The fourth line of each test case contains 'N-1' space-separated integers denoting the first column of the matrix 'CHECKPOINTS'.
The fifth line of each test case contains 'N-1' space-separated integers denoting the second column of the matrix 'CHECKPOINTS'.
Output Format:
For each test case, return the minimum time it will take for Mr. X to reach Ninjaland.
Note :
You do not need to print anything. It has already been taken care of. Just implement the given function.
Constraints:
1 <= T <= 10
1 <= N <= 10^5
1 <= TIME[i][j] , CHECKPOINTS[i][j] <= 10^3
Time Limit: 1 sec
Approaches
The idea is to use a recursive approach to find the minimum time to reach Ninjaland. The recursive idea is very clear that for any checkpoint at any of the two lanes, there are only two choices, either continue moving along the same lane or switch between the two lanes. Using this idea we can calculate the minimum travel time recursively.
We will define a function GET_MIN_TIME(i,j) to find the minimum time it takes to reach Checkpoint i at Lane-j. After defining the function, we can call it to find the Minimum Time it takes to reach Checkpoint ‘N’, at Lane-0 and Lane-1. Our final answer will be the Minimum among the two values.
Working of the Recursive function:
- If i is equal to 1, then we will return TIME[0][j]. This will serve as the base case for our recursive function. Note that for Checkpoint-1 there is only 1 choice.
- If j is equal to 0, then we will return the minimum value among GET_MIN_TIME(i-1,0) + Time[i-1][0] and GET_MIN_TIME(i-1,1) + CHECKPOINTS[i-2][1]. As we can see that to reach Checkpoint ‘i’ at Lane-0 there are only two choices, either come to Checkpoint i-1 at Lane-0, and move along the same lane, come to Checkpoint i-1 at Lane-1, and switch lanes. So, we are comparing the two results and taking the minimum value among them.
- Otherwise, we will return the minimum value among GET_MIN_TIME(i-1,1)+Time[i-1][1] and GET_MIN_TIME(i-1,0)+CHECKPOINTS[i-2][0]. As we can see that to reach Checkpoint ‘i’ at Lane-1 there are only two choices, either come to Checkpoint ‘i-1’ at Lane-1, and move along the same lane, come to Checkpoint ‘i-1’ at Lane-0, and switch lanes.
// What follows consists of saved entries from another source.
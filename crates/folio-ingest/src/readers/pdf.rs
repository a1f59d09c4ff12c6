use std::path::Path;

use folio_core::Result;

use super::{malformed, split_blocks};

/// Text layer of a PDF, split into paragraphs on blank lines and page breaks.
pub(super) fn extract(path: &Path) -> Result<Vec<String>> {
    let bytes = std::fs::read(path)?;
    let text = pdf_extract::extract_text_from_mem(&bytes).map_err(malformed)?;
    Ok(split_blocks(&text))
}
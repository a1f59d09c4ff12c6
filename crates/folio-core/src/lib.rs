//! Core of the folio corpus ingester.
//!
//! Domain types, the Figment-backed configuration, the metadata extractor,
//! the paragraph reassembly engine and the storage-sink contract with its
//! retry wrapper. Format readers, the worker pool and the index backend live
//! in sibling crates.
#![deny(warnings)]
#![deny(dead_code)]
#![deny(unused_variables)]
#![deny(unused_imports)]

pub mod assembler;
pub mod cancel;
pub mod config;
pub mod error;
pub mod lookup;
pub mod metadata;
pub mod sink;
pub mod traits;
pub mod types;

pub use assembler::{Assembler, ChunkEmitter};
pub use cancel::CancelToken;
pub use error::{Error, Result, StorageError};
pub use lookup::LookupTables;
pub use traits::{ParagraphReader, StorageSink};
pub use types::{
    AuthorEntry, Batch, BibliographicRecord, CategoryEntry, Chunk, ChunkLimits, RecordKind, StripMode,
    TitleEntry,
};
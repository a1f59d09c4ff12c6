//! Permissive `.docx` reader for containers whose XML does not parse.
//!
//! Paragraphs and text runs are located with regular expressions over the raw
//! `word/document.xml` bytes, so unbalanced or truncated markup still yields
//! whatever text is recognizable.
use std::path::Path;
use std::sync::OnceLock;

use regex::Regex;

use folio_core::Result;

use super::{decode_entities, open_zip, require_member, PARAGRAPH_BREAK};

fn paragraph_pattern() -> &'static Regex {
    static PATTERN: OnceLock<Regex> = OnceLock::new();
    PATTERN.get_or_init(|| {
        Regex::new(r"(?s)<w:p(?:\s[^>]*[^/])?>(.*?)</w:p>").unwrap_or_else(|e| panic!("paragraph pattern: {e}"))
    })
}

fn text_pattern() -> &'static Regex {
    static PATTERN: OnceLock<Regex> = OnceLock::new();
    PATTERN.get_or_init(|| {
        Regex::new(r"(?s)<w:t(?:\s[^>]*[^/])?>(.*?)</w:t>").unwrap_or_else(|e| panic!("text pattern: {e}"))
    })
}

pub(super) fn extract(path: &Path) -> Result<Vec<String>> {
    let mut archive = open_zip(path)?;
    let xml = require_member(&mut archive, "word/document.xml")?;
    Ok(paragraphs(&String::from_utf8_lossy(&xml)))
}

fn paragraphs(xml: &str) -> Vec<String> {
    paragraph_pattern()
        .captures_iter(xml)
        .filter_map(|p| {
            let body = p.get(1)?.as_str();
            let text: String = text_pattern()
                .captures_iter(body)
                .filter_map(|t| t.get(1))
                .map(|t| decode_entities(t.as_str()))
                .collect();
            (!text.is_empty()).then(|| text + PARAGRAPH_BREAK)
        })
        .collect()
}
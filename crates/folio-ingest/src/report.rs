//! Duplicates report and run summary.
use std::fmt;
use std::io::Write;
use std::path::Path;
use std::time::Duration;

use serde::Serialize;

use crate::catalog::DuplicateSet;

const HEADER: &str = "Duplicate Titles Report";

/// Render the plain-text duplicates report, sections sorted by title.
pub fn render_duplicates(sets: &[DuplicateSet]) -> String {
    let mut sorted: Vec<&DuplicateSet> = sets.iter().collect();
    sorted.sort_by(|a, b| a.title.cmp(&b.title));

    let mut out = format!("{HEADER}\n{}\n\n", "=".repeat(HEADER.len()));
    for set in sorted {
        out.push_str(&format!("Title: {}\n", set.title));
        out.push_str(&format!("Found in {} files:\n", set.paths.len()));
        for path in &set.paths {
            out.push_str(&format!(" - {path}\n"));
        }
        out.push('\n');
    }
    out
}

/// Write the report to `path`. Nothing is written when `sets` is empty;
/// returns whether a file was produced.
pub fn write_duplicates_report(path: &Path, sets: &[DuplicateSet]) -> std::io::Result<bool> {
    if sets.is_empty() {
        return Ok(false);
    }
    if let Some(parent) = path.parent().filter(|p| !p.as_os_str().is_empty()) {
        std::fs::create_dir_all(parent)?;
    }
    let mut file = std::fs::File::create(path)?;
    file.write_all(render_duplicates(sets).as_bytes())?;
    Ok(true)
}

/// Totals for one run.
#[derive(Debug, Clone, Default, PartialEq, Serialize)]
pub struct RunSummary {
    pub processed: usize,
    pub skipped: usize,
    pub failed: usize,
    pub cancelled: usize,
    pub chunks: u64,
    pub duplicate_titles: usize,
    pub duplicate_files: usize,
    /// Registry kinds whose final write failed.
    pub registry_failures: Vec<String>,
    /// Why a tar scan ended before the end of the archive.
    pub aborted: Option<String>,
    #[serde(serialize_with = "as_secs")]
    pub elapsed: Duration,
}

fn as_secs<S: serde::Serializer>(d: &Duration, s: S) -> Result<S::Ok, S::Error> {
    s.serialize_f64(d.as_secs_f64())
}

impl RunSummary {
    pub fn files(&self) -> usize {
        self.processed + self.skipped + self.failed + self.cancelled
    }
}

impl fmt::Display for RunSummary {
    fn fmt(&self, f: &mut fmt::Formatter<'_>) -> fmt::Result {
        writeln!(f, "Files:            {}", self.files())?;
        writeln!(f, "  processed:      {}", self.processed)?;
        writeln!(f, "  skipped:        {}", self.skipped)?;
        writeln!(f, "  failed:         {}", self.failed)?;
        writeln!(f, "  cancelled:      {}", self.cancelled)?;
        writeln!(f, "Chunks written:   {}", self.chunks)?;
        writeln!(f, "Duplicate titles: {} ({} files)", self.duplicate_titles, self.duplicate_files)?;
        if let Some(reason) = &self.aborted {
            writeln!(f, "Scan aborted:     {reason}")?;
        }
        if !self.registry_failures.is_empty() {
            writeln!(f, "Registry writes failed: {}", self.registry_failures.join(", "))?;
        }
        write!(f, "Elapsed:          {:.2}s", self.elapsed.as_secs_f64())
    }
}

#[cfg(test)]
mod tests {
    use super::*;

    fn set(title: &str, paths: &[&str]) -> DuplicateSet {
        DuplicateSet { title: title.into(), paths: paths.iter().map(|p| p.to_string()).collect() }
    }

    #[test]
    fn report_layout() {
        let text = render_duplicates(&[set("Ocean", &["a/Ocean.docx", "b/Ocean.pdf"]), set("Forest", &["c", "d"])]);
        assert_eq!(
            text,
            "Duplicate Titles Report\n=======================\n\n\
             Title: Forest\nFound in 2 files:\n - c\n - d\n\n\
             Title: Ocean\nFound in 2 files:\n - a/Ocean.docx\n - b/Ocean.pdf\n\n"
        );
    }

    #[test]
    fn no_duplicates_no_file() {
        let dir = tempfile::tempdir().unwrap();
        let path = dir.path().join("dups.txt");
        assert!(!write_duplicates_report(&path, &[]).unwrap());
        assert!(!path.exists());
        assert!(write_duplicates_report(&path, &[set("X", &["1", "2"])]).unwrap());
        assert!(std::fs::read_to_string(&path).unwrap().starts_with(HEADER));
    }

    #[test]
    fn summary_totals() {
        let summary = RunSummary { processed: 3, skipped: 1, failed: 2, cancelled: 4, ..RunSummary::default() };
        assert_eq!(summary.files(), 10);
        assert!(summary.to_string().contains("failed:         2"));
    }
}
So, we are comparing the two results and taking the minimum value among them.
In the previous approach, the function 'GET_MIN_TIME'(i,j) is recursively being calculated several times for some fixed values of i and j. So, here we can use the technique of 'memoization to optimize the working of the previous approach. We will create a 2D Matrix to store all the previously computed values, so that no value is being calculated multiple times. We will make a 2D array 'MEMO' having N+1 rows and 2 columns with all values initialized as -1, 'MEMO'[i][j] will denote the minimum time to reach the Checkpoint i at Lane-j. Note that the working here is the same as the previous approach, just that we will modify the recursive function, so that it does not calculate the same answer twice.
Working of the Recursive function:
- If 'MEMO'[i][j] is not equal to -1, then we will return 'MEMO'[i][j] as we have already computed its value, and we need not to compute it again.
- If i is equal to 1, then we will set 'MEMO'[i][j] as TIME[0][j] and return 'MEMO'[i][j]. This will serve as the base case for our recursive function. Note that for Checkpoint-1 there is only 1 choice.
- If j is equal to 0, then we will set 'MEMO'[i][j] as the minimum value among 'GET_MIN_TIME'(i-1,0) + Time[i-1][0] and 'GET_MIN_TIME'(i-1,1) + CHECKPOINTS[i-2][1], and return 'MEMO'[i][j].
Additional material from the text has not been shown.